India’s government has brought into force a comprehensive new regulatory framework for online gaming, with the Promotion and Regulation of Online Gaming Act 2025 and its accompanying Regulation of Online Gambling Rules 2026 both taking effect on May 1. The framework establishes a centralised regulatory body, the Online Gaming Authority, and creates a formal classification system designed to separate permissible social and skill-based games from prohibited online money games.
The introduction of the rules comes less than a year after India enacted a broad ban on real-money online gambling in August 2025, making this one of the most dramatic regulatory overhauls in global iGaming history.
The classification system divides online games into three categories: prohibited online money games, where users pay fees or stakes with a reasonable expectation of monetary gain; permissible social games; and permissible e-sports. The Online Gaming Authority will have 90 days from the receipt of a complete application to make a classification determination, giving operators a defined timeline for regulatory certainty. Decisions will consider the game’s revenue model, the nature of any fees or rewards, and whether in-game assets can be monetised outside the platform environment.

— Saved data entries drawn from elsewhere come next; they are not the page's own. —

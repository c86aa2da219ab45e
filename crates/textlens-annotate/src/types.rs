//! Annotation result types.

use serde::{Deserialize, Serialize};

/// A named entity with its type and salience.
#[derive(Debug, Clone, PartialEq, Serialize, Deserialize)]
pub struct Entity {
    pub name: String,
    #[serde(rename = "type")]
    pub kind: String,
    pub salience: f64,
}

impl Entity {
    /// Salience is kept to three decimals.
    pub fn new(name: impl Into<String>, kind: impl Into<String>, salience: f64) -> Self {
        Self {
            name: name.into(),
            kind: kind.into(),
            salience: round3(salience),
        }
    }
}

/// Document-level sentiment: `score` in `[-1, 1]`, `magnitude` ≥ 0.
#[derive(Debug, Clone, Copy, PartialEq, Serialize, Deserialize)]
pub struct Sentiment {
    pub score: f64,
    pub magnitude: f64,
}

impl Sentiment {
    /// Both values are kept to three decimals.
    pub fn new(score: f64, magnitude: f64) -> Self {
        Self {
            score: round3(score),
            magnitude: round3(magnitude),
        }
    }
}

pub(crate) fn round3(v: f64) -> f64 {
    (v * 1000.0).round() / 1000.0
}
//! Retrieval types.

use serde::{Deserialize, Serialize};
use textlens_core::ScoredRecord;

/// Where a candidate came from.
#[derive(Debug, Clone, Copy, PartialEq, Eq, Serialize, Deserialize)]
#[serde(rename_all = "lowercase")]
pub enum CandidateSource {
    /// Keyword overlap against the loaded dataset.
    Keyword,
    /// Similarity search over the vector memory.
    Memory,
}

/// A text selected for analysis by the agent.
#[derive(Debug, Clone, PartialEq, Serialize, Deserialize)]
pub struct Candidate {
    pub text: String,
    /// Dataset row, when known. Memory hits only carry one if the text was
    /// indexed from the dataset.
    #[serde(skip_serializing_if = "Option::is_none")]
    pub row_index: Option<usize>,
    pub score: f64,
    pub source: CandidateSource,
}

impl Candidate {
    pub fn from_memory(text: impl Into<String>, row_index: Option<usize>, score: f64) -> Self {
        Self {
            text: text.into(),
            row_index,
            score,
            source: CandidateSource::Memory,
        }
    }
}

impl From<ScoredRecord> for Candidate {
    fn from(scored: ScoredRecord) -> Self {
        Self {
            text: scored.record.text,
            row_index: Some(scored.record.row_index),
            score: scored.score as f64,
            source: CandidateSource::Keyword,
        }
    }
}
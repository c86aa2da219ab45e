//! Heuristic text extraction that runs without any model or network.
//!
//! The summarizer here is the guaranteed fallback of every summarization
//! path, so everything in this module is pure, total and deterministic.

pub mod entities;
pub mod sentences;
pub mod sentiment;
pub mod summary;

pub use entities::{extract_entities, EntityKind, EntityMention};
pub use sentences::split_sentences;
pub use sentiment::{score_sentiment, SentimentScore};
pub use summary::{summarize, truncate_words};
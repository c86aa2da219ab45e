//! textlens infer: embedding backends for the vector memory.
//!
//! `HashEmbedder` is the default: deterministic feature hashing that needs
//! no model files. `NoopEmbedder` disables embedding entirely, which turns
//! every memory lookup into an empty result.

pub mod embedder;
pub mod hash;

pub use embedder::{EmbedderBackend, NoopEmbedder};
pub use hash::HashEmbedder;

use std::sync::Arc;

/// Create the embedder used by the vector memory.
///
/// A zero dimension disables embedding.
pub fn create_embedder(dim: usize) -> Arc<dyn EmbedderBackend> {
    if dim == 0 {
        tracing::info!("Embedding dimension is 0, vector memory disabled");
        return Arc::new(NoopEmbedder::new(0));
    }
    tracing::debug!("Using hash embedder (dim={})", dim);
    Arc::new(HashEmbedder::new(dim))
}

#[cfg(test)]
mod tests {
    use super::*;

    #[test]
    fn test_create_embedder() {
        let e = create_embedder(64);
        assert!(e.is_available());
        assert_eq!(e.dimension(), 64);
        assert!(!create_embedder(0).is_available());
    }
}
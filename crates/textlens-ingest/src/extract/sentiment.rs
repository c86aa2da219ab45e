//! Lexicon sentiment scoring.

use serde::{Deserialize, Serialize};

const POSITIVE: &[&str] = &[
    "amazing", "awesome", "best", "comfortable", "delightful", "easy", "excellent", "fantastic",
    "fast", "friendly", "glad", "good", "great", "happy", "helpful", "impressed", "love", "loved",
    "nice", "perfect", "pleasant", "quick", "recommend", "reliable", "satisfied", "smooth",
    "solid", "sturdy", "superb", "useful", "wonderful", "works", "worth",
];

const NEGATIVE: &[&str] = &[
    "angry", "annoying", "awful", "bad", "broke", "broken", "cheap", "confusing", "defective",
    "disappointed", "disappointing", "expensive", "fail", "failed", "faulty", "hate", "hated",
    "horrible", "poor", "problem", "refund", "return", "rude", "slow", "terrible", "useless",
    "waste", "worse", "worst", "wrong",
];

const NEGATORS: &[&str] = &["not", "no", "never", "hardly", "isn't", "wasn't", "don't", "doesn't", "didn't", "can't", "won't"];

const INTENSIFIERS: &[&str] = &["very", "really", "extremely", "super", "so", "absolutely"];

/// Document sentiment: `score` in `[-1, 1]`, `magnitude` the total
/// absolute polarity found.
#[derive(Debug, Clone, Copy, PartialEq, Default, Serialize, Deserialize)]
pub struct SentimentScore {
    pub score: f64,
    pub magnitude: f64,
}

/// Score `text` against the built-in lexicon.
///
/// A negator flips the polarity of the next two words; an intensifier
/// boosts the next word by half.
pub fn score_sentiment(text: &str) -> SentimentScore {
    let lower = text.to_lowercase();
    let words: Vec<&str> = lower
        .split(|c: char| !(c.is_alphanumeric() || c == '\''))
        .filter(|w| !w.is_empty())
        .collect();

    let mut total = 0.0;
    let mut magnitude = 0.0;
    let mut hits = 0usize;
    let mut negate_left = 0usize;
    let mut boost = 1.0;

    for word in words {
        if NEGATORS.contains(&word) {
            negate_left = 2;
            continue;
        }
        if INTENSIFIERS.contains(&word) {
            boost = 1.5;
            continue;
        }

        let polarity = if POSITIVE.contains(&word) {
            1.0
        } else if NEGATIVE.contains(&word) {
            -1.0
        } else {
            0.0
        };

        if polarity != 0.0 {
            let mut value = polarity * boost;
            if negate_left > 0 {
                value = -value;
            }
            total += value;
            magnitude += f64::abs(value);
            hits += 1;
        }

        boost = 1.0;
        negate_left = negate_left.saturating_sub(1);
    }

    if hits == 0 {
        return SentimentScore::default();
    }
    SentimentScore {
        score: (total / magnitude.max(1.0)).clamp(-1.0, 1.0),
        magnitude,
    }
}

#[cfg(test)]
mod tests {
    use super::*;

    #[test]
    fn test_positive_review() {
        let s = score_sentiment("Great phone, I love it. Battery is excellent.");
        assert_eq!(s.score, 1.0);
        assert_eq!(s.magnitude, 3.0);
    }

    #[test]
    fn test_negation_flips() {
        let s = score_sentiment("The screen is not good.");
        assert!(s.score < 0.0);
    }

    #[test]
    fn test_mixed_review_is_between() {
        let s = score_sentiment("Fast shipping but the case was broken and support was rude.");
        assert!(s.score < 0.0 && s.score > -1.0);
        assert_eq!(s.magnitude, 3.0);
    }

    #[test]
    fn test_neutral_text() {
        assert_eq!(score_sentiment("The box arrived on Tuesday."), SentimentScore::default());
        assert_eq!(score_sentiment(""), SentimentScore::default());
    }

    #[test]
    fn test_intensifier_raises_magnitude() {
        let plain = score_sentiment("it was bad");
        let strong = score_sentiment("it was very bad");
        assert!(strong.magnitude > plain.magnitude);
        assert_eq!(strong.score, -1.0);
    }
}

A two-tier grievance system has also been introduced, giving users pathways to appeal classification decisions first to the platform, then to the Authority, and finally to the Secretary of MeitY as an appellate authority. Enforcement proceedings are designed to be digital-first, with a goal of completing investigations within 90 days. Penalties will be proportionate, taking into account factors including user harm, severity, recurrence and the gains derived from any violation.
The backdrop to this regulation is striking. India banned real-money iGaming after data suggested that a third of the population had lost a combined $2.3 billion annually on online wagers. The August 2025 legislation criminalised not just online play but its advertisement, with potential penalties including fines and prison sentences of up to five years. Critics argued at the time that the ban would simply redirect Indian players to unregulated offshore operators rather than eliminating demand.
The new framework appears designed partly to address that concern, by creating a legal space for non-monetary gaming while maintaining the prohibition on real-money gambling and cutting off licensed payment providers from facilitating prohibited transactions.
For the broader iGaming industry, India represents a cautionary tale about how quickly a major emerging market can close to commercial operators. The country had been widely viewed as one of the most promising growth opportunities in global online gaming before the 2025 ban. The new regulations restore some structure but make the legal landscape significantly more complex for any operator previously active in the market, and the prohibition on real-money gaming remains firmly in place.